Mit einer Größe von 1,85 m bis 1,90 war Bonifatius in dieser Zeit eine schon äußerlich Aufsehen erregende Person. Dieser Eindruck wurde noch durch seine wortgewaltigen Predigten vertieft. Verschiedenen Erzählungen nach fällte Bonifatius 723 in Hessen in Geismar (heute Stadtteil von Fritzlar) unter dem Schutz fränkischer Krieger und in Anwesenheit zahlreicher Chatten [7], eine dem germanischen Kriegsgott Thor (Donar) geweihte Eiche. Er habe den zum Großteil noch nicht zum Christentum bekehrten Chatten die Ohnmacht der altgermanischen Götter beweisen wollen. Die danach errichtete und Petrus geweihte Kapelle soll aus dem in vier gleich große Teile gespaltenen Holz der Donar-Eiche gebaut worden sein. Sie wurde zum Grundstein für den Bau des Klosters Fritzlar. [8] 744 ließ Bonifatius durch den Benediktinermönch Sturmius in Fulda auf den Ruinen einer früheren fränkisch-merowingischen Anlage ein Kloster gründen. Es wurde zum Wichtigsten von Rom und zur Basis des Entstehens der Stadt Fulda. Mit der Stiftung von Bistümern in Passau, Freising, Regensburg, Erfurt, Würzburg, Eichstätt und Ochsenfurt schuf Bonifatius Stützpunkte der Christianisierung.
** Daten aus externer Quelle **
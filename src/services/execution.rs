use crate::{
    core::{
        agent::{AgentReply, FunctionAgent},
        function_call::{CallExecution, RawFunctionCall},
        steps::{AgentStep, INVALID_CALL_NAME},
    },
    error::Result,
    schemas::{repair, validate, ValidationError},
    services::{
        chat_model::Completion,
        openai_client::{ChatCompletionRequest, FunctionCallMode},
    },
    types::cost::CostTracker,
};
use serde_json::Value;
use tracing::{debug, info, warn};

/// Per-turn bookkeeping of the call loop
#[derive(Debug, Default)]
struct LoopState {
    /// Last dispatched call as the model proposed it
    last_call: Option<RawFunctionCall>,
    /// Calls and empty replies answered with feedback so far
    attempts: usize,
    /// Disable calling for the next request only
    force_reply: bool,
}

impl FunctionAgent {
    /// Answer one user utterance.
    ///
    /// Function calls are repaired, validated and dispatched until the model
    /// replies in text. Rejected calls come back to the model as function
    /// messages; only provider and storage faults escape as errors.
    pub async fn respond(
        &mut self,
        user_utterance: &str,
        turn_index: usize,
        costs: &mut CostTracker,
    ) -> Result<AgentReply> {
        self.memory_mut().add_step(AgentStep::UserTurn {
            content: user_utterance.to_string(),
        });

        let mut state = LoopState::default();
        let mut calls = Vec::new();

        loop {
            let cap_reached = state.attempts >= self.max_calls_per_turn();
            if cap_reached && !state.force_reply {
                warn!(
                    target: "tod_bench::agent",
                    turn = turn_index,
                    attempts = state.attempts,
                    "function call cap reached, requesting a reply"
                );
            }
            let forced = state.force_reply || cap_reached;
            state.force_reply = false;

            let completion = self.request_completion(forced, costs).await?;

            let call = match (completion.function_call.clone(), forced) {
                (Some(call), false) => call,
                (call, _) => {
                    let content = completion.content_text().trim().to_string();
                    if call.is_some() {
                        warn!(
                            target: "tod_bench::agent",
                            turn = turn_index,
                            "model called a function while calls were disabled, ending the turn"
                        );
                    } else if content.is_empty() && !forced {
                        state.attempts += 1;
                        self.reject(INVALID_CALL_NAME, ValidationError::MissingCall);
                        continue;
                    }

                    self.memory_mut().add_step(AgentStep::AssistantReply {
                        content: content.clone(),
                    });
                    info!(
                        target: "tod_bench::agent",
                        turn = turn_index,
                        calls = calls.len(),
                        "assistant replied"
                    );
                    return Ok(AgentReply {
                        utterance: content,
                        calls,
                    });
                }
            };

            if state.last_call.as_ref() == Some(&call) {
                warn!(
                    target: "tod_bench::agent",
                    turn = turn_index,
                    call = %call.describe(),
                    "repeated function call, requesting a reply instead"
                );
                state.force_reply = true;
                continue;
            }
            state.attempts += 1;

            let outcome = repair(&call);
            if !outcome.is_unchanged() {
                let applied: Vec<String> = outcome.applied.iter().map(|kind| kind.to_string()).collect();
                warn!(
                    target: "tod_bench::agent",
                    original = %call.describe(),
                    repaired = %outcome.call.describe(),
                    applied = ?applied,
                    "repaired function call"
                );
            }
            let repaired = outcome.call;
            self.memory_mut().add_step(AgentStep::FunctionCall {
                call: repaired.clone(),
            });

            let arguments = match validate(Some(&repaired), self.registry()) {
                Ok(arguments) => arguments,
                Err(error) => {
                    self.reject(&repaired.name, error);
                    continue;
                }
            };

            let execution =
                CallExecution::start(turn_index, &repaired.name, Value::Object(arguments.clone()));
            let result = self.dispatcher().dispatch(&repaired.name, &arguments)?;
            debug!(
                target: "tod_bench::agent",
                function = %repaired.name,
                result = %result,
                "dispatched call"
            );
            self.memory_mut().add_step(AgentStep::FunctionResult {
                name: repaired.name.clone(),
                content: result.clone(),
                is_error: false,
            });
            calls.push(execution.complete(result));
            state.last_call = Some(call);
        }
    }

    async fn request_completion(
        &self,
        forced: bool,
        costs: &mut CostTracker,
    ) -> Result<Completion> {
        let mode = if forced {
            FunctionCallMode::None
        } else {
            FunctionCallMode::Auto
        };
        let request = ChatCompletionRequest::new(self.model_name(), self.memory().as_messages())
            .with_functions(self.functions().to_vec())
            .with_function_call(mode)
            .with_temperature(self.temperature())
            .with_max_tokens(self.max_tokens());

        let completion = self.model().complete(request).await?;
        if let Some(usage) = completion.usage {
            costs.record(completion.model.as_deref().unwrap_or(self.model_name()), usage);
        }
        Ok(completion)
    }

    /// Feed a validation failure back to the model as a function message
    fn reject(&mut self, name: &str, error: ValidationError) {
        info!(
            target: "tod_bench::agent",
            function = name,
            kind = ?error.kind(),
            "rejected function call"
        );
        self.memory_mut().add_step(AgentStep::FunctionResult {
            name: name.to_string(),
            content: error.to_string(),
            is_error: true,
        });
    }
}
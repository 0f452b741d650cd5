use serde::{Deserialize, Serialize};
use serde_json::Value;
use std::time::{Duration, Instant};

/// A function call exactly as the model proposed it.
///
/// The arguments stay undecoded text until the validator parses them.
#[derive(Debug, Clone, PartialEq, Eq, Serialize, Deserialize)]
pub struct RawFunctionCall {
    pub name: String,
    pub arguments: String,
}

impl RawFunctionCall {
    pub fn new(name: impl Into<String>, arguments: impl Into<String>) -> Self {
        Self {
            name: name.into(),
            arguments: arguments.into(),
        }
    }

    /// Parse the legacy `function_call` object of a chat message
    pub fn from_function_call(function_call: &Value) -> Option<Self> {
        let name = function_call.get("name")?.as_str()?.to_string();
        let arguments = match function_call.get("arguments") {
            Some(Value::String(text)) => text.clone(),
            Some(Value::Null) | None => String::new(),
            Some(other) => other.to_string(),
        };
        Some(Self { name, arguments })
    }

    /// Parse the first entry of a `tool_calls` array
    pub fn from_tool_call(tool_call: &Value) -> Option<Self> {
        Self::from_function_call(tool_call.get("function")?)
    }

    /// Convert to the legacy `function_call` message field
    pub fn to_function_call(&self) -> Value {
        serde_json::json!({
            "name": self.name,
            "arguments": self.arguments,
        })
    }

    pub fn describe(&self) -> String {
        format!("{}({})", self.name, self.arguments)
    }
}

/// One dispatched call with its decoded arguments and raw result text,
/// kept in turn order for evaluation
#[derive(Debug, Clone, PartialEq, Serialize, Deserialize)]
pub struct FunctionCallRecord {
    pub turn_index: usize,
    pub name: String,
    pub arguments: Value,
    pub result: String,
    #[serde(default, skip_serializing_if = "Option::is_none")]
    pub duration_ms: Option<u128>,
}

impl FunctionCallRecord {
    pub fn new(turn_index: usize, name: String, arguments: Value, result: String) -> Self {
        Self {
            turn_index,
            name,
            arguments,
            result,
            duration_ms: None,
        }
    }

    pub fn with_duration(mut self, duration: Duration) -> Self {
        self.duration_ms = Some(duration.as_millis());
        self
    }
}

/// Times one dispatch
#[derive(Debug)]
pub struct CallExecution {
    turn_index: usize,
    name: String,
    arguments: Value,
    start_time: Instant,
}

impl CallExecution {
    pub fn start(turn_index: usize, name: &str, arguments: Value) -> Self {
        Self {
            turn_index,
            name: name.to_string(),
            arguments,
            start_time: Instant::now(),
        }
    }

    pub fn complete(self, result: String) -> FunctionCallRecord {
        let duration = self.start_time.elapsed();
        FunctionCallRecord::new(self.turn_index, self.name, self.arguments, result)
            .with_duration(duration)
    }
}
Das riesige Frankenreich zu beherrschen, war Ziel sowohl der Könige und Kaiser als auch der Päpste. Das fränkische Episkopat lehnte zunächst mehrheitlich eine von Rom straff geleitete Kirche ab. Nördlich der Alpen konnte der Papst keinen Bischof, noch nicht einmal einen Priester ernennen. Die von den Fürsten und Landeskirchen eingesetzten Würdenträger kamen aus dem Adel, führten ein weltliches Leben und vererbten ihre Diözesen wie Familienbesitz. In den Berichten des Bonifatius nach Rom ist immer wieder die Rede von unzüchtigen Priestern, von Heuchlern, von Geistlichen, deren Herkunft niemand kennt, die aber trotzdem geweiht werden. Er klagte über Bischöfe und Priester, die sich nicht nur als Grundherren fühlen, in den Krieg ziehen und ein ausschweifendes Leben führen, sich mit ihrer Trinkfestigkeit brüsten und nicht nur verheiratet sind, sondern obendrein noch ehebrechen. Vor allem zwei Bischöfe waren seine erbitterten Feinde: Gewillip von Mainz und Milo von Reims und Trier, die beide ihre Bistümer von den Vätern geerbt hatten. Gewillip enthob 745 ein Konzil seines Amtes und berief Bonifatius zu seinem Nachfolger. Milo setzte auf Betreiben Bonifatius' 744 die Synode von Soissons als Bischof von Reims ab. In Trier blieb er im Amt, bis er auf einer Eberjagd wahrscheinlich 757 den Tod fand.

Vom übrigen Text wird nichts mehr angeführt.